We have studied the structural changes induced by optical excitation of the chromophore in wild-type photoactive yellow protein (PYP) in liquid solution with a combined approach of polarization-sensitive ultrafast infrared spectroscopy and density functional theory calculations. We identify the vC(8)- C-9 marker modes for solution phase PYP in the P and I-0 states, from which we derive that the first intermediate state I-0 that appears with a 3 ps time constant can be characterized to have a cis geometry. This is the first unequivocal demonstration that the formation of I-0 correlates with the conversion from the trans to the cis state.
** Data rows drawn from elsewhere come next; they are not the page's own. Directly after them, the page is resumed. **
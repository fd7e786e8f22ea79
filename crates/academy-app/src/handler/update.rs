//! Main update function - handles state transitions (TEA pattern)

use crate::message::Message;
use crate::state::{AppState, UiMode};

use super::{keys::handle_key, navigation, scroll, search, UpdateResult};

/// Process a message and update state
/// Returns an optional follow-up message
pub fn update(state: &mut AppState, message: Message) -> UpdateResult {
    match message {
        Message::Quit => {
            state.quit();
            UpdateResult::none()
        }

        Message::Key(key) => match handle_key(state, key) {
            Some(msg) => UpdateResult::message(msg),
            None => UpdateResult::none(),
        },

        Message::Tick => UpdateResult::none(),

        // ─────────────────────────────────────────────────────────
        // Scroll Messages
        // ─────────────────────────────────────────────────────────
        Message::ScrollUp => scroll::handle_scroll_up(state),
        Message::ScrollDown => scroll::handle_scroll_down(state),
        Message::ScrollToTop => scroll::handle_scroll_to_top(state),
        Message::ScrollToBottom => scroll::handle_scroll_to_bottom(state),
        Message::PageUp => scroll::handle_page_up(state),
        Message::PageDown => scroll::handle_page_down(state),

        // ─────────────────────────────────────────────────────────
        // Navigation Messages
        // ─────────────────────────────────────────────────────────
        Message::Navigate(route) => navigation::handle_navigate(state, route),
        Message::GoHome => navigation::handle_go_home(state),
        Message::PreviousModule => navigation::handle_previous_module(state),
        Message::NextModule => navigation::handle_next_module(state),

        Message::SelectPrevious => navigation::handle_select_previous(state),
        Message::SelectNext => navigation::handle_select_next(state),
        Message::SelectFirst => navigation::handle_select_first(state),
        Message::SelectLast => navigation::handle_select_last(state),
        Message::OpenSelected => navigation::handle_open_selected(state),

        // ─────────────────────────────────────────────────────────
        // Search Messages
        // ─────────────────────────────────────────────────────────
        Message::StartSearch => search::handle_start_search(state),
        Message::SearchInput { text } => search::handle_search_input(state, text),
        Message::SubmitSearch => search::handle_submit_search(state),
        Message::ClearSearch => search::handle_clear_search(state),

        // ─────────────────────────────────────────────────────────
        // Overlay Messages
        // ─────────────────────────────────────────────────────────
        Message::ToggleHelp => {
            state.ui_mode = match state.ui_mode {
                UiMode::Help => UiMode::Browse,
                _ => UiMode::Help,
            };
            UpdateResult::none()
        }

        Message::CloseHelp => {
            if state.ui_mode == UiMode::Help {
                state.ui_mode = UiMode::Browse;
            }
            UpdateResult::none()
        }
    }
}
//! Dedicated content for the core curriculum.

pub(super) struct StaticBundle {
    pub id: &'static str,
    pub introduction: &'static str,
    pub topics: &'static [&'static str],
    pub suggestions: &'static [&'static str],
}

pub(super) static BUNDLES: &[StaticBundle] = &[
    StaticBundle {
        id: "module-1",
        introduction: "Layer 1 (L1) 区块链是独立运行、自行完成交易验证与最终确认的基础公链，例如比特币、以太坊和 Solana。它们通过共识机制维护一本全网共享的账本，是整个加密生态的安全基石。理解 L1 的设计取舍，是进一步学习扩容方案、DeFi 和 NFT 的前提。",
        topics: &[
            "区块、交易与账本的基本结构",
            "工作量证明（PoW）与权益证明（PoS）共识机制",
            "比特币：数字黄金与 UTXO 模型",
            "以太坊：智能合约平台与账户模型",
            "Solana、Avalanche 等高性能公链的设计思路",
            "区块链不可能三角：去中心化、安全性与可扩展性",
            "Gas 费用的构成与影响因素",
            "节点、验证者与网络安全",
        ],
        suggestions: &[
            "阅读比特币白皮书，理解点对点电子现金的最初设想",
            "在区块链浏览器中查看一笔真实交易的完整信息",
            "对比两条公链的出块时间、手续费与生态规模",
            "用测试网钱包领取测试币并发送一笔转账",
            "关注各公链官方博客，了解协议升级计划",
        ],
    },
    StaticBundle {
        id: "module-2",
        introduction: "Layer 2 (L2) 是构建在 L1 之上的扩容网络，它把大量交易放到链下执行，再将结果或证明提交回主链，从而在继承主链安全性的同时大幅降低手续费。Optimistic Rollup 与 ZK Rollup 是目前最主流的两条技术路线。",
        topics: &[
            "为什么需要扩容：L1 的吞吐瓶颈",
            "Optimistic Rollup 与欺诈证明",
            "ZK Rollup 与有效性证明",
            "状态通道与侧链的区别",
            "跨链桥的工作方式与风险",
            "数据可用性（DA）层的作用",
            "主流 L2 生态：Arbitrum、Optimism、Base、zkSync",
        ],
        suggestions: &[
            "通过官方跨链桥把少量资产转入一个 L2 网络",
            "在 L2BEAT 上比较不同项目的安全阶段（Stage）",
            "对比同一操作在 L1 与 L2 上的手续费差异",
            "了解提款挑战期，规划好资金的跨链时间",
        ],
    },
    StaticBundle {
        id: "module-3",
        introduction: "加密钱包并不真正“存放”资产，它保存的是控制链上资产的私钥。谁掌握私钥，谁就拥有资产。本模块介绍不同类型的钱包、助记词的作用，以及在日常使用中保护资产安全的实践方法。",
        topics: &[
            "公钥、私钥与地址的关系",
            "助记词（BIP-39）的生成与恢复",
            "热钱包与冷钱包的适用场景",
            "托管钱包与非托管钱包的区别",
            "代币授权（Approve）的风险",
            "常见钓鱼与诈骗手法",
            "多签钱包与智能合约钱包",
        ],
        suggestions: &[
            "用纸笔离线抄写助记词，绝不截图或上传云端",
            "大额资产存放在硬件钱包，日常交互使用小额热钱包",
            "定期使用授权检查工具撤销不再需要的授权",
            "签名前仔细核对交易内容与目标合约地址",
            "为不同用途分别创建独立钱包地址",
        ],
    },
    StaticBundle {
        id: "module-4",
        introduction: "空投是项目方向早期用户免费发放代币的激励方式，用来奖励参与者并实现代币的广泛分布。合理的交互策略可以提高获得空投的机会，但也需要警惕虚假空投和女巫攻击规则。",
        topics: &[
            "空投的类型：持仓快照、交互奖励与任务空投",
            "经典空投案例回顾：Uniswap、Arbitrum、Jito",
            "如何筛选潜在空投项目",
            "链上交互的常见路径：跨链、兑换、提供流动性",
            "女巫攻击检测与规避原则",
            "领取空投时的安全检查",
        ],
        suggestions: &[
            "建立项目追踪表，记录每个项目的交互时间与操作",
            "只通过官方渠道领取空投，警惕私信链接",
            "控制交互成本，避免手续费超过预期收益",
            "关注项目文档与社区公告中的积分规则",
        ],
    },
    StaticBundle {
        id: "module-5",
        introduction: "挖矿是工作量证明区块链产生新区块并获得奖励的过程。矿工投入算力竞争记账权，既保障了网络安全，也承担着电力与设备成本。本模块从原理到收益计算，带你全面认识加密货币挖矿。",
        topics: &[
            "工作量证明与哈希运算",
            "区块奖励与减半机制",
            "CPU、GPU 与 ASIC 矿机的演进",
            "矿池的作用与收益分配方式（PPS、PPLNS）",
            "算力、难度与收益的计算方法",
            "电力成本与矿场选址",
            "挖矿的监管与环境争议",
        ],
        suggestions: &[
            "使用收益计算器估算不同矿机的回本周期",
            "比较主流矿池的费率与结算方式",
            "关注比特币减半周期对挖矿收益的影响",
            "在投入硬件前充分评估当地电价与政策风险",
        ],
    },
    StaticBundle {
        id: "module-6",
        introduction: "交易所是买卖加密资产的主要场所。中心化交易所（CEX）由公司托管用户资产并撮合订单，体验接近传统券商；去中心化交易所（DEX）则通过智能合约直接在链上完成兑换，用户始终掌握自己的资产。",
        topics: &[
            "订单簿撮合与自动做市商（AMM）",
            "CEX 的注册、KYC 与出入金流程",
            "DEX 的兑换流程与滑点设置",
            "流动性池与无常损失",
            "交易所储备证明（PoR）",
            "聚合器与最优路由",
            "历史交易所暴雷事件与教训",
        ],
        suggestions: &[
            "选择有储备证明和良好合规记录的中心化交易所",
            "不要把全部资产长期存放在交易所",
            "在 DEX 交易前确认代币合约地址，防范假币",
            "小额试单熟悉流程后再进行大额操作",
            "开启交易所账户的双重验证与提币白名单",
        ],
    },
    StaticBundle {
        id: "module-7",
        introduction: "NFT（非同质化代币）是记录在区块链上的唯一数字资产凭证，可以代表艺术品、游戏道具、会员资格甚至现实资产。本模块介绍 NFT 的技术标准、交易方式以及评估项目价值的常用方法。",
        topics: &[
            "ERC-721 与 ERC-1155 标准",
            "元数据与存储：IPFS 与链上存储",
            "铸造（Mint）流程与白名单机制",
            "NFT 交易市场与版税",
            "PFP、艺术、游戏与实用型 NFT",
            "地板价、稀有度与流动性评估",
        ],
        suggestions: &[
            "在测试网免费铸造一个 NFT 体验完整流程",
            "核对合集的官方链接与合约地址后再购买",
            "关注持有人分布与交易量，而不仅是地板价",
            "谨慎签署挂单与授权签名，防止资产被盗",
        ],
    },
    StaticBundle {
        id: "module-8",
        introduction: "智能合约是部署在区块链上、按预设规则自动执行的程序。本模块以 Solidity 和以太坊虚拟机（EVM）为主线，带你完成从编写、测试到部署的完整开发流程，并了解最常见的安全漏洞。",
        topics: &[
            "EVM 执行模型与 Gas 计量",
            "Solidity 基础语法与数据类型",
            "合约的状态变量、函数与事件",
            "使用 Hardhat 或 Foundry 搭建开发环境",
            "编写单元测试与模糊测试",
            "部署到测试网并在浏览器中验证源码",
            "重入攻击、整数溢出等常见漏洞",
            "可升级合约与代理模式",
            "使用 OpenZeppelin 标准库",
        ],
        suggestions: &[
            "从 ERC-20 代币合约开始动手编写",
            "每个功能都配套编写测试用例",
            "阅读知名项目的审计报告，学习漏洞成因",
            "参加 CTF 类安全挑战提升实战能力",
            "部署主网前务必进行第三方审计",
        ],
    },
    StaticBundle {
        id: "module-9",
        introduction: "DAO（去中心化自治组织）用智能合约和治理代币代替传统公司的层级管理，让社区成员共同决定项目方向。活跃的社区是 Web3 项目最重要的资产之一，本模块介绍 DAO 的运作方式以及如何有效参与社区。",
        topics: &[
            "DAO 的概念与组织形态",
            "治理代币与投票权分配",
            "提案流程：讨论、Snapshot 投票与链上执行",
            "多签金库与资金管理",
            "Discord、Telegram 社区的运营方式",
            "贡献者激励与声誉系统",
        ],
        suggestions: &[
            "加入一个感兴趣项目的 Discord 并阅读治理论坛",
            "参与一次 Snapshot 投票，体验治理流程",
            "在社区中从回答问题、撰写教程开始贡献",
            "关注提案中的资金去向与执行结果",
        ],
    },
    StaticBundle {
        id: "module-10",
        introduction: "区块链上的所有数据都是公开透明的，而区块链浏览器和数据分析平台就是读取这些数据的窗口。掌握这些工具，可以帮助你核实交易、追踪资金流向、评估项目健康度，做出更有依据的判断。",
        topics: &[
            "区块链浏览器的基本功能：交易、地址与区块查询",
            "读取合约源码与调用只读函数",
            "代币持有人分布分析",
            "使用 Dune 编写 SQL 查询链上数据",
            "链上地址标签与聪明钱追踪",
            "DeFi 锁仓量（TVL）与协议收入指标",
        ],
        suggestions: &[
            "用 Etherscan 查询自己钱包的一笔历史交易",
            "在 Dune 上 Fork 一个现成看板并修改查询",
            "交叉比对多个数据源，避免单一指标误导",
            "为常用分析建立个人书签与看板",
        ],
    },
];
For the P and I-0 states we compare the experimentally measured vibrational band patterns and anisotropies with calculations and find that for both trans and cis configurations the planarity of the chromophore has a strong influence. The C-7=C-8-(C-9=O)-S moiety of the chromophore in the dark P state has a trans geometry with the C=O group slightly tilted out-of-plane, in accordance with the earlier reported structure obtained in an X-ray diffraction study of PYP crystals. In the case of I-0, experiment and theory are only in agreement when the C-7=C8-(C-9=O)-S moiety has a planar configuration. We find that the carboxylic side group of Glu46 that is hydrogen-bonded to the chromophore phenolate oxygen does not alter its orientation on going from the electronic ground P state, via the electronic excited P* state to the intermediate I-0 state, providing conclusive experimental evidence that the primary stages of PYP photoisomerization involve flipping of the enone thioester linkage without significant relocation of the phenolate moiety.